Los Hechos de los Apóstoles: Capítulo 11 – El evangelio en Samaria

Este capítulo está basado en Hechos 8.

Después de la muerte de Esteban, se levantó contra los creyentes de Jerusalén una persecución tan violenta que “todos fueron esparcidos por las tierras de Judea y de Samaria.” Saulo “asolaba la iglesia entrando por las casas: y trayendo hombres y mujeres, los entregaba en la cárcel.” En cuanto a su celo en esta cruel obra, él dijo ulteriormente: “Yo ciertamente había pensado deber hacer muchas cosas contra el nombre de Jesús de Nazaret: lo cual también hice en Jerusalem, y yo encerré en cárceles a muchos de los santos…. Y muchas veces, castigándolos por todas las sinagogas, los forcé a blasfemar; y enfurecido sobremanera contra ellos, los perseguí hasta en las ciudades extrañas.” Por las palabras de Saulo: “Cuando eran matados, yo di mi voto,” puede verse que Esteban no era el único que sufrió la muerte. Hechos 26:9-11.
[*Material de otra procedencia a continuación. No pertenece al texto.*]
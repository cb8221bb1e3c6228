//! Command implementations.

pub mod audit;
pub mod check;

pub use audit::AuditCommand;
pub use check::{CheckCommand, build_digest, deliver};
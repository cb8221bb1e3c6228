//! Error types for the structure-notify crate.

use thiserror::Error;

/// Errors that can occur while delivering notifications.
#[derive(Debug, Error)]
pub enum NotifyError {
    /// Channel configuration is unusable.
    #[error("invalid channel configuration: {reason}")]
    InvalidConfig {
        /// The reason the configuration is invalid.
        reason: String,
    },

    /// The request could not be sent.
    #[error("webhook request failed: {0}")]
    Http(#[from] reqwest::Error),

    /// The receiver answered with a non-success status.
    #[error("webhook rejected notification with status {status}: {body}")]
    Rejected {
        /// HTTP status code.
        status: u16,
        /// Response body, possibly empty.
        body: String,
    },

    /// Serialization/deserialization error.
    #[error("serialization error: {0}")]
    SerializationError(String),
}

impl From<serde_json::Error> for NotifyError {
    fn from(err: serde_json::Error) -> Self {
        Self::SerializationError(err.to_string())
    }
}

/// Result type for notification operations.
pub type Result<T> = std::result::Result<T, NotifyError>;
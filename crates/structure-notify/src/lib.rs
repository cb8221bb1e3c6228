//! Chat webhook delivery for structure maintenance digests.
//!
//! `structure-notify` posts a digest to an incoming webhook as
//! `{"text": "...", "channel": "..."}`, or prints it when running dry.
//!
//! # Example
//!
//! ```rust,no_run
//! use structure_notify::{Notification, NotificationChannel, WebhookChannel, WebhookConfig};
//!
//! # async fn run() -> structure_notify::Result<()> {
//! let config = WebhookConfig::new("slack", "https://hooks.slack.com/services/T0/B0/x")?
//!     .with_channel("#structures");
//! let channel = WebhookChannel::new(config)?;
//!
//! let notification = Notification::new(vec![
//!     "Upcoming Test Corp Structure Maintenance Tasks".to_string(),
//!     "Jita - Keepstar\nNo core installed".to_string(),
//! ]);
//! channel.send(&notification).await?;
//! # Ok(())
//! # }
//! ```

#![forbid(unsafe_code)]
#![warn(missing_docs)]
#![warn(rustdoc::missing_crate_level_docs)]

pub mod channels;
pub mod error;

pub use channels::{
    LogChannel, Notification, NotificationChannel, NotificationResult, WebhookChannel,
    WebhookConfig, WebhookPayload,
};
pub use error::{NotifyError, Result};
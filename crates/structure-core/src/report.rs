//! Turns alert facts into the maintenance digest text.

use chrono::{DateTime, Utc};
use serde::{Deserialize, Serialize};

use crate::alerts::{StructureAlerts, StructureReport};

/// Banner lines added when corporation assets could not be read.
pub const ASSETS_UNAVAILABLE_BANNER: [&str; 3] = [
    ":frogsiren:   *********************************************************   :frogsiren:",
    "    Failed to read assets, Ozone and Core checks will be skipped.    ",
    ":frogsiren:   *********************************************************   :frogsiren:",
];

/// Formats a timestamp the way every digest line shows it.
#[must_use]
pub fn format_timestamp(at: DateTime<Utc>) -> String {
    at.format("%Y-%m-%d %H:%M UTC").to_string()
}

fn format_optional(at: Option<DateTime<Utc>>) -> String {
    at.map_or_else(|| "unknown".to_string(), format_timestamp)
}

/// Which alert categories make it into the digest.
///
/// Every toggle defaults to on.
#[derive(Debug, Clone, Copy, PartialEq, Eq, Serialize, Deserialize)]
pub struct ReportOptions {
    /// Extractions arriving soon.
    pub upcoming_detonations: bool,
    /// Moon drills with nothing scheduled.
    pub unscheduled_detonations: bool,
    /// Jump gates low on Liquid Ozone.
    pub ansiblex_ozone: bool,
    /// Structures running out of fuel.
    pub fuel_warning: bool,
    /// Online/offline service listings.
    pub service_state: bool,
    /// Reinforced or vulnerable timers.
    pub structure_state: bool,
    /// Missing quantum cores.
    pub core_state: bool,
    /// False when assets could not be read; ozone and core lines are skipped.
    pub assets_available: bool,
}

impl Default for ReportOptions {
    fn default() -> Self {
        Self {
            upcoming_detonations: true,
            unscheduled_detonations: true,
            ansiblex_ozone: true,
            fuel_warning: true,
            service_state: true,
            structure_state: true,
            core_state: true,
            assets_available: true,
        }
    }
}

impl ReportOptions {
    /// Marks corporation assets as unavailable.
    #[must_use]
    pub const fn without_assets(mut self) -> Self {
        self.assets_available = false;
        self
    }
}

/// Renders the alert lines for one structure, in a fixed order.
#[must_use]
pub fn structure_lines(alerts: &StructureAlerts, options: &ReportOptions) -> Vec<String> {
    let mut lines = Vec::new();
    if options.unscheduled_detonations && alerts.needs_detonation {
        lines.push("Needs to have an extraction scheduled".to_string());
    }
    if options.upcoming_detonations && alerts.detonates_soon {
        lines.push(format!("Ready to detonate {}", format_optional(alerts.detonation)));
    }
    if options.ansiblex_ozone && options.assets_available && alerts.needs_ozone {
        lines.push(format!("Low on Liquid Ozone: {}", alerts.jump_fuel));
    }
    if options.fuel_warning && alerts.needs_fuel {
        lines.push(format!("Runs out of fuel on {}", format_optional(alerts.fuel_expires)));
        if options.service_state {
            if !alerts.online_services.is_empty() {
                lines.push(format!("Online Services: {}", alerts.online_services.join(", ")));
            }
            if !alerts.offline_services.is_empty() {
                lines.push(format!("Offline Services: {}", alerts.offline_services.join(", ")));
            }
        }
    }
    if options.service_state && !alerts.offline_services.is_empty() {
        lines.push(format!("Offline services: {}", alerts.offline_services.join(", ")));
    }
    if options.structure_state && (alerts.vulnerable || alerts.reinforced) {
        lines.push(format!(
            "{} until {}",
            alerts.state.title(),
            format_optional(alerts.state_timer_end)
        ));
    }
    if options.core_state && options.assets_available && alerts.needs_core {
        lines.push("No core installed".to_string());
    }
    lines
}

/// Renders the message block for one structure report, if anything fired.
#[must_use]
pub fn structure_message(report: &StructureReport, options: &ReportOptions) -> Option<String> {
    match report {
        StructureReport::Inaccessible {
            structure_id,
            system_id,
            system_name,
        } => {
            let system = system_name
                .clone()
                .unwrap_or_else(|| system_id.to_string());
            Some(format!("Found an inaccessible citadel ({structure_id}) in {system}"))
        }
        StructureReport::Alerts(alerts) => {
            let lines = structure_lines(alerts, options);
            if lines.is_empty() {
                return None;
            }
            let mut block = alerts.name.clone();
            for line in lines {
                block.push('\n');
                block.push_str(&line);
            }
            Some(block)
        }
    }
}

/// The message set posted for one poll.
#[derive(Debug, Clone, Default, PartialEq, Eq, Serialize)]
pub struct Digest {
    corporation: String,
    errors: Vec<String>,
    messages: Vec<String>,
}

impl Digest {
    /// Creates an empty digest for a corporation.
    #[must_use]
    pub fn new(corporation: impl Into<String>) -> Self {
        Self {
            corporation: corporation.into(),
            errors: Vec::new(),
            messages: Vec::new(),
        }
    }

    /// Adds a message block.
    pub fn push_message(&mut self, message: impl Into<String>) {
        self.messages.push(message.into());
    }

    /// Adds an error line, shown above the header.
    pub fn push_error(&mut self, error: impl Into<String>) {
        self.errors.push(error.into());
    }

    /// Adds the banner shown when assets could not be read.
    pub fn push_assets_unavailable(&mut self, reason: impl Into<String>) {
        self.errors.push(reason.into());
        self.errors
            .extend(ASSETS_UNAVAILABLE_BANNER.iter().map(ToString::to_string));
    }

    /// Adds the rendered block for a structure report, if any.
    pub fn push_report(&mut self, report: &StructureReport, options: &ReportOptions) {
        if let Some(message) = structure_message(report, options) {
            self.messages.push(message);
        }
    }

    /// Drops all message blocks, keeping errors.
    pub fn clear_messages(&mut self) {
        self.messages.clear();
    }

    /// The digest header.
    #[must_use]
    pub fn header(&self) -> String {
        format!("Upcoming {} Structure Maintenance Tasks", self.corporation)
    }

    /// Message blocks in insertion order.
    #[must_use]
    pub fn messages(&self) -> &[String] {
        &self.messages
    }

    /// Error lines in insertion order.
    #[must_use]
    pub fn errors(&self) -> &[String] {
        &self.errors
    }

    /// True when there is nothing to send.
    #[must_use]
    pub fn is_empty(&self) -> bool {
        self.messages.is_empty() && self.errors.is_empty()
    }

    /// Error lines, then the header, then message blocks sorted
    /// case-insensitively.
    #[must_use]
    pub fn lines(&self) -> Vec<String> {
        let mut sorted = self.messages.clone();
        sorted.sort_by_cached_key(|m| m.to_lowercase());
        let mut lines = self.errors.clone();
        lines.push(self.header());
        lines.extend(sorted);
        lines
    }

    /// The digest as posted: lines separated by blank lines.
    #[must_use]
    pub fn text(&self) -> String {
        self.lines().join("\n\n")
    }
}

#[cfg(test)]
mod tests {
    use super::*;
    use crate::structure::StructureState;
    use chrono::TimeZone;

    fn ts() -> DateTime<Utc> {
        Utc.with_ymd_and_hms(2024, 5, 3, 18, 30, 0).unwrap()
    }

    fn quiet(name: &str) -> StructureAlerts {
        StructureAlerts {
            structure_id: 1,
            name: name.to_string(),
            state: StructureState::Online,
            needs_detonation: false,
            detonates_soon: false,
            needs_ozone: false,
            needs_fuel: false,
            reinforced: false,
            vulnerable: false,
            has_core: true,
            needs_core: false,
            unanchoring: false,
            fuel_rate: Some(0.0),
            fuel_rate_error: None,
            jump_fuel: 0,
            detonation: None,
            state_timer_end: None,
            fuel_expires: None,
            online_services: Vec::new(),
            offline_services: Vec::new(),
        }
    }

    mod line_tests {
        use super::*;

        #[test]
        fn quiet_structure_has_no_lines() {
            assert!(structure_lines(&quiet("x"), &ReportOptions::default()).is_empty());
            let report = StructureReport::Alerts(quiet("x"));
            assert_eq!(structure_message(&report, &ReportOptions::default()), None);
        }

        #[test]
        fn lines_follow_fixed_order() {
            let mut a = quiet("x");
            a.needs_detonation = true;
            a.detonates_soon = true;
            a.detonation = Some(ts());
            a.needs_ozone = true;
            a.jump_fuel = 1200;
            a.needs_fuel = true;
            a.fuel_expires = Some(ts());
            a.online_services = vec!["Moon Drilling".to_string()];
            a.offline_services = vec!["Reprocessing".to_string()];
            a.state = StructureState::ArmorReinforce;
            a.reinforced = true;
            a.state_timer_end = Some(ts());
            a.needs_core = true;

            assert_eq!(
                structure_lines(&a, &ReportOptions::default()),
                vec![
                    "Needs to have an extraction scheduled",
                    "Ready to detonate 2024-05-03 18:30 UTC",
                    "Low on Liquid Ozone: 1200",
                    "Runs out of fuel on 2024-05-03 18:30 UTC",
                    "Online Services: Moon Drilling",
                    "Offline Services: Reprocessing",
                    "Offline services: Reprocessing",
                    "Armor Reinforce until 2024-05-03 18:30 UTC",
                    "No core installed",
                ]
            );
        }

        #[test]
        fn suppressed_categories_are_skipped() {
            let mut a = quiet("x");
            a.needs_fuel = true;
            a.fuel_expires = Some(ts());
            a.online_services = vec!["Manufacturing (Standard)".to_string()];
            a.vulnerable = true;
            a.state = StructureState::HullVulnerable;

            let options = ReportOptions {
                service_state: false,
                structure_state: false,
                ..ReportOptions::default()
            };
            assert_eq!(
                structure_lines(&a, &options),
                vec!["Runs out of fuel on 2024-05-03 18:30 UTC"]
            );
        }

        #[test]
        fn missing_assets_skip_ozone_and_core() {
            let mut a = quiet("x");
            a.needs_ozone = true;
            a.needs_core = true;
            let options = ReportOptions::default().without_assets();
            assert!(structure_lines(&a, &options).is_empty());
        }

        #[test]
        fn message_block_starts_with_name() {
            let mut a = quiet("Jita - Keepstar");
            a.needs_core = true;
            let report = StructureReport::Alerts(a);
            assert_eq!(
                structure_message(&report, &ReportOptions::default()).as_deref(),
                Some("Jita - Keepstar\nNo core installed")
            );
        }

        #[test]
        fn inaccessible_message() {
            let named = StructureReport::Inaccessible {
                structure_id: 1_022_734_985_679,
                system_id: 30_000_142,
                system_name: Some("Jita".to_string()),
            };
            let unnamed = StructureReport::Inaccessible {
                structure_id: 5,
                system_id: 30_000_142,
                system_name: None,
            };
            assert_eq!(
                structure_message(&named, &ReportOptions::default()).as_deref(),
                Some("Found an inaccessible citadel (1022734985679) in Jita")
            );
            assert_eq!(
                structure_message(&unnamed, &ReportOptions::default()).as_deref(),
                Some("Found an inaccessible citadel (5) in 30000142")
            );
        }
    }

    mod digest_tests {
        use super::*;

        #[test]
        fn sorts_case_insensitively_after_header() {
            let mut d = Digest::new("Test Corp");
            d.push_message("beta\nNo core installed");
            d.push_message("Alpha\nNo core installed");
            d.push_message("Charlie\nNo core installed");

            assert_eq!(
                d.lines(),
                vec![
                    "Upcoming Test Corp Structure Maintenance Tasks",
                    "Alpha\nNo core installed",
                    "beta\nNo core installed",
                    "Charlie\nNo core installed",
                ]
            );
        }

        #[test]
        fn errors_precede_header() {
            let mut d = Digest::new("Test Corp");
            d.push_assets_unavailable("assets request failed");
            d.push_message("x");
            let lines = d.lines();
            assert_eq!(lines[0], "assets request failed");
            assert_eq!(lines[1], ASSETS_UNAVAILABLE_BANNER[0]);
            assert_eq!(lines[4], d.header());
            assert_eq!(lines[5], "x");
        }

        #[test]
        fn text_joins_with_blank_lines() {
            let mut d = Digest::new("C");
            d.push_message("a");
            assert_eq!(d.text(), "Upcoming C Structure Maintenance Tasks\n\na");
        }

        #[test]
        fn empty_digest() {
            let mut d = Digest::new("C");
            assert!(d.is_empty());
            d.push_message("a");
            d.clear_messages();
            assert!(d.is_empty());
            d.push_error("boom");
            assert!(!d.is_empty());
        }
    }
}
En este tiempo de peligro, Nicodemo confesó sin temor su fe en el Salvador crucificado. Nicodemo era miembro del Sanedrín, y con otros había sido conmovido por la enseñanza de Jesús. Al presenciar las maravillosas obras de Cristo, se había apoderado de él la convicción de que ése era el enviado de Dios. Por cuanto era demasiado orgulloso para reconocer abiertamente su simpatía por el Maestro galileo, había procurado tener una entrevista secreta. En esa entrevista, Jesús le había expuesto el plan de la salvación y su misión en el mundo; sin embargo Nicodemo había seguido vacilante. Ocultó la verdad en su corazón, y por tres años hubo poco fruto aparente. Pero aunque Nicodemo no había reconocido públicamente a Cristo, repetidas veces había desbaratado en el Sanedrín las maquinaciones de los sacerdotes de destruirlo. Cuando al fin Cristo fué crucificado, Nicodemo recordó las palabras que le había hablado en la entrevista nocturna en el Monte de las Olivas: “Como Moisés levantó la serpiente en el desierto, así es necesario que el Hijo del hombre sea levantado” (Juan 3:14); y vió en Jesús al Redentor del mundo.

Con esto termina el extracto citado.